RECORDS TO USE:
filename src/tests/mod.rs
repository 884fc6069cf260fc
//! Test modules for Wordtally.
//!
//! This module contains the crate-level test suite:
//! - Configuration loading and validation tests
//! - Error type and reporter tests
//! - Pipeline tests running loader, trie and reports together
//! - Shared fixtures and proptest strategies

pub mod config_tests;

// Re-export commonly used testing tools to simplify imports in test modules
pub use test_utils::{sentence_strategy, TestFixture};
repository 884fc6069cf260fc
//! Configuration error module.
//!
//! This module defines error types that may occur during configuration loading,
//! parsing, and validation operations.

use std::path::PathBuf;
use thiserror::Error;

/// Errors that can occur during configuration operations.
#[derive(Error, Debug)]
pub enum ConfigError {
    /// Error when the configuration file is missing.
    #[error("Configuration file not found: {0}")]
    FileNotFound(PathBuf),

    /// Error when parsing the configuration file.
    #[error("Failed to parse configuration file: {0}")]
    ParseError(String),

    /// Error when validating the configuration.
    #[error("Configuration validation error: {0}")]
    ValidationError(String),

    /// Error when a configuration value is out of the valid range.
    #[error("Configuration value {key} is out of valid range: {message}")]
    ValueOutOfRange {
        /// The key of the invalid value
        key: String,
        /// Description of the valid range
        message: String,
    },
}
//! Report error module.
//!
//! Errors raised while rendering and writing word count reports.

use std::path::PathBuf;
use thiserror::Error;

/// Errors that can occur while producing reports.
#[derive(Error, Debug)]
pub enum ReportError {
    /// Error when the output file cannot be written.
    #[error("Cannot write report to {path}: {source}")]
    OutputNotWritable {
        /// The output path
        path: PathBuf,
        /// The underlying IO error
        #[source]
        source: std::io::Error,
    },

    /// Error when serializing a report fails.
    #[error("Failed to serialize report: {0}")]
    Serialization(#[from] serde_json::Error),
}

EXERCISE INSTRUCTIONS:
Retype each line of the material above exactly.

REPLY TO THE TASK:
filename src/tests/mod.rs
repository 884fc6069cf260fc
//! Test modules for Wordtally.
//!
//! This module contains the crate-level test suite:
//! - Configuration loading and validation tests
//! - Error type and reporter tests
//! - Pipeline tests running loader, trie and reports together
//! - Shared fixtures and proptest strategies

pub mod config_tests;

// Re-export commonly used testing tools to simplify imports in test modules
pub use test_utils::{sentence_strategy, TestFixture};
repository 884fc6069cf260fc
//! Configuration error module.
//!
//! This module defines error types that may occur during configuration loading,
//! parsing, and validation operations.

use std::path::PathBuf;
use thiserror::Error;

/// Errors that can occur during configuration operations.
#[derive(Error, Debug)]
pub enum ConfigError {
    /// Error when the configuration file is missing.
    #[error("Configuration file not found: {0}")]
    FileNotFound(PathBuf),

    /// Error when parsing the configuration file.
    #[error("Failed to parse configuration file: {0}")]
    ParseError(String),

    /// Error when validating the configuration.
    #[error("Configuration validation error: {0}")]
    ValidationError(String),

    /// Error when a configuration value is out of the valid range.
    #[error("Configuration value {key} is out of valid range: {message}")]
    ValueOutOfRange {
        /// The key of the invalid value
        key: String,
        /// Description of the valid range
        message: String,
    },
}
//! Report error module.
//!
//! Errors raised while rendering and writing word count reports.

use std::path::PathBuf;
use thiserror::Error;

/// Errors that can occur while producing reports.
#[derive(Error, Debug)]
pub enum ReportError {
    /// Error when the output file cannot be written.
    #[error("Cannot write report to {path}: {source}")]
    OutputNotWritable {
        /// The output path
        path: PathBuf,
        /// The underlying IO error
        #[source]
        source: std::io::Error,
    },

    /// Error when serializing a report fails.
    #[error("Failed to serialize report: {0}")]
    Serialization(#[from] serde_json::Error),
}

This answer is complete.